SUPPLIED INFORMATION:
::::::

//! 路径解析：把 `/dir/name.ext` 拆成目录名、文件名和扩展名。
//!
//! 文件系统只有两层，所以合法的路径只有三种形状：`/`、`/dir` 和
//! `/dir/name[.ext]`。其余形状一律解析为全空，调用方按“不存在”处理。

/// 解析结果，缺失的部分为空串
#[derive(Debug, Clone, Default, PartialEq, Eq)]
pub struct ParsedPath {
    pub dir: String,
    pub name: String,
    pub ext: String,
}

impl ParsedPath {
    pub fn is_empty(&self) -> bool {
        self.dir.is_empty() && self.name.is_empty() && self.ext.is_empty()
    }

    pub fn is_file(&self) -> bool {
        !self.name.is_empty()
    }
}

/// 路径指向的层级
#[derive(Debug, Clone, PartialEq, Eq)]
pub enum PathKind {
    Root,
    Directory(String),
    File(ParsedPath),
    Invalid,
}

pub fn resolve(path: &str) -> ParsedPath {
    let Some(rest) = path.strip_prefix('/') else {
        return ParsedPath::default();
    };
    // 允许一个结尾的 '/'
    let rest = rest.strip_suffix('/').unwrap_or(rest);

    let mut parts = rest.split('/');
    let (Some(dir), second, None) = (parts.next(), parts.next(), parts.next()) else {
        return ParsedPath::default();
    };
    if dir.is_empty() {
        return ParsedPath::default();
    }

    match second {
        None => ParsedPath {
            dir: dir.to_string(),
            ..ParsedPath::default()
        },
        Some(file) => {
            let (name, ext) = file.split_once('.').unwrap_or((file, ""));
            if name.is_empty() {
                return ParsedPath::default();
            }
            ParsedPath {
                dir: dir.to_string(),
                name: name.to_string(),
                ext: ext.to_string(),
            }
        }
    }
}

/// 区分真正的根目录和解析失败的路径
pub fn classify(path: &str) -> PathKind {
    if path == "/" {
        return PathKind::Root;
    }
    let parsed = resolve(path);
    if parsed.is_empty() {
        PathKind::Invalid
    } else if parsed.is_file() {
        PathKind::File(parsed)
    } else {
        PathKind::Directory(parsed.dir)
    }
}

#[cfg(test)]
mod tests {
    use super::*;

    fn parts(path: &str) -> (String, String, String) {
        let p = resolve(path);
        (p.dir, p.name, p.ext)
    }

    fn owned(d: &str, n: &str, e: &str) -> (String, String, String) {
        (d.to_string(), n.to_string(), e.to_string())
    }

    #[test]
    fn directory_paths() {
        assert_eq!(parts("/docs"), owned("docs", "", ""));
        assert_eq!(parts("/docs/"), owned("docs", "", ""));
    }

    #[test]
    fn file_paths() {
        assert_eq!(parts("/docs/note.txt"), owned("docs", "note", "txt"));
        assert_eq!(parts("/docs/note"), owned("docs", "note", ""));
        assert_eq!(parts("/docs/note."), owned("docs", "note", ""));
        assert_eq!(parts("/docs/a.tar.gz"), owned("docs", "a", "tar.gz"));
    }

    #[test]
    fn malformed_paths_resolve_to_nothing() {
        for path in ["", "docs", "docs/note.txt", "/a/b/c", "//x", "/docs/.txt", "/"] {
            assert!(resolve(path).is_empty(), "{:?} should not resolve", path);
        }
    }

    #[test]
    fn classification() {
        assert_eq!(classify("/"), PathKind::Root);
        assert_eq!(classify("/docs"), PathKind::Directory("docs".into()));
        assert!(matches!(classify("/docs/x.y"), PathKind::File(_)));
        assert_eq!(classify("/a/b/c"), PathKind::Invalid);
        assert_eq!(classify("relative"), PathKind::Invalid);
    }
}
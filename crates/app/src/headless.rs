//! Headless soak run on the software device.
//!
//! Drives the full frame pipeline against [`NullDevice`] with a simulated
//! per-submission latency, so slot reuse, binding-pool reclamation and
//! chain recreation all happen without a GPU.

use std::fmt;
use std::sync::Arc;
use std::sync::atomic::{AtomicU64, Ordering};
use std::time::Duration;

use tracing::{info, warn};

use vkpipe_core::{RendererConfig, Timer};
use vkpipe_renderer::{FrameOutcome, GpuContext, descriptor_type};
use vkpipe_rhi::null::{CompletionMode, NullDevice, NullLayout};
use vkpipe_rhi::{RhiError, RhiResult, vk};

/// Skipped frames tolerated before the run gives up.
const MAX_SKIPPED: u64 = 16;

/// Summary of a headless run.
#[derive(Debug, Clone)]
pub struct SoakReport {
    pub frames: u64,
    pub skipped: u64,
    pub submitted: u64,
    pub completed: u64,
    pub pools_created: u64,
    pub recreations: u64,
    pub deletions: u64,
    pub average_frame_time: Duration,
    pub average_device_time: Option<Duration>,
    pub blocked: Duration,
    pub wall_time: Duration,
}

impl fmt::Display for SoakReport {
    fn fmt(&self, f: &mut fmt::Formatter<'_>) -> fmt::Result {
        write!(
            f,
            "Headless run: {} frames ({} skipped), {}/{} submissions completed, \
             {} binding pools, {} chain rebuilds, {} deferred deletions, \
             {:.2} ms avg frame, {} on device, {:.1} ms blocked, {:.1} ms total",
            self.frames,
            self.skipped,
            self.completed,
            self.submitted,
            self.pools_created,
            self.recreations,
            self.deletions,
            self.average_frame_time.as_secs_f64() * 1000.0,
            self.average_device_time
                .map_or("unmeasured".to_string(), |t| format!(
                    "{:.2} ms",
                    t.as_secs_f64() * 1000.0
                )),
            self.blocked.as_secs_f64() * 1000.0,
            self.wall_time.as_secs_f64() * 1000.0
        )
    }
}

/// Render `frames` frames on a device completing each submission after
/// `delay_ms` milliseconds.
///
/// Halfway through, the simulated surface shrinks so the presentation chain
/// goes stale and is rebuilt.
pub fn run(config: &RendererConfig, frames: u64, delay_ms: u64) -> RhiResult<SoakReport> {
    let device = Arc::new(NullDevice::with_mode(CompletionMode::Delayed(
        Duration::from_millis(delay_ms),
    )));
    device.set_event_logging(false);

    let extent = vk::Extent2D {
        width: config.presentation.width,
        height: config.presentation.height,
    };
    let mut context = GpuContext::new(Arc::clone(&device), config, extent)?;

    // One single-descriptor layout per configured category
    let layouts: Vec<NullLayout> = config
        .bindings
        .ratios
        .iter()
        .map(|ratio| NullLayout::single(descriptor_type(ratio.kind)))
        .collect();

    context.immediate().run(|commands| commands.push("upload palette"))?;
    info!(
        "Headless device ready: {} ms latency, {} frames in flight",
        delay_ms, config.frames.frames_in_flight
    );

    let deletions = Arc::new(AtomicU64::new(0));
    let mut rendered = 0;
    let mut skipped = 0;
    let mut timer = Timer::new();
    timer.begin();

    while rendered < frames {
        if rendered == frames / 2 && skipped == 0 {
            device.set_surface_extent(vk::Extent2D {
                width: (extent.width / 2).max(1),
                height: (extent.height / 2).max(1),
            });
        }

        let mut frame = match context.begin_frame()? {
            FrameOutcome::Ready(frame) => frame,
            FrameOutcome::Skipped => {
                skipped += 1;
                if skipped > MAX_SKIPPED {
                    return Err(RhiError::SwapchainError(format!(
                        "gave up after {skipped} skipped frames"
                    )));
                }
                continue;
            }
        };

        let image = frame.image_index()?;
        frame.record(|commands| commands.push(format!("clear image {image}")))?;
        for layout in &layouts {
            frame.binding_pool().allocate(layout)?;
        }
        let counter = Arc::clone(&deletions);
        frame.deletion_queue().push(move || {
            counter.fetch_add(1, Ordering::Relaxed);
        });

        GpuContext::end_frame(frame)?;
        rendered += 1;
    }

    context.drain()?;
    let wall_time = timer.end();
    if device.pending() != 0 {
        warn!("{} submissions still pending after drain", device.pending());
    }

    let stats = context.stats();
    let (average_frame_time, blocked) = (stats.average_frame_time(), stats.blocked());
    let average_device_time = stats.average_device_time();
    let recreations = context.presentation().recreations();
    drop(context);

    Ok(SoakReport {
        frames: rendered,
        skipped,
        submitted: device.submitted(),
        completed: device.completed(),
        pools_created: device.pools_created(),
        recreations,
        deletions: deletions.load(Ordering::Relaxed),
        average_frame_time,
        average_device_time,
        blocked,
        wall_time,
    })
}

::::::

Report the number of lines above containing the word "NullLayout", with no other text.

WRITTEN REPLY:
3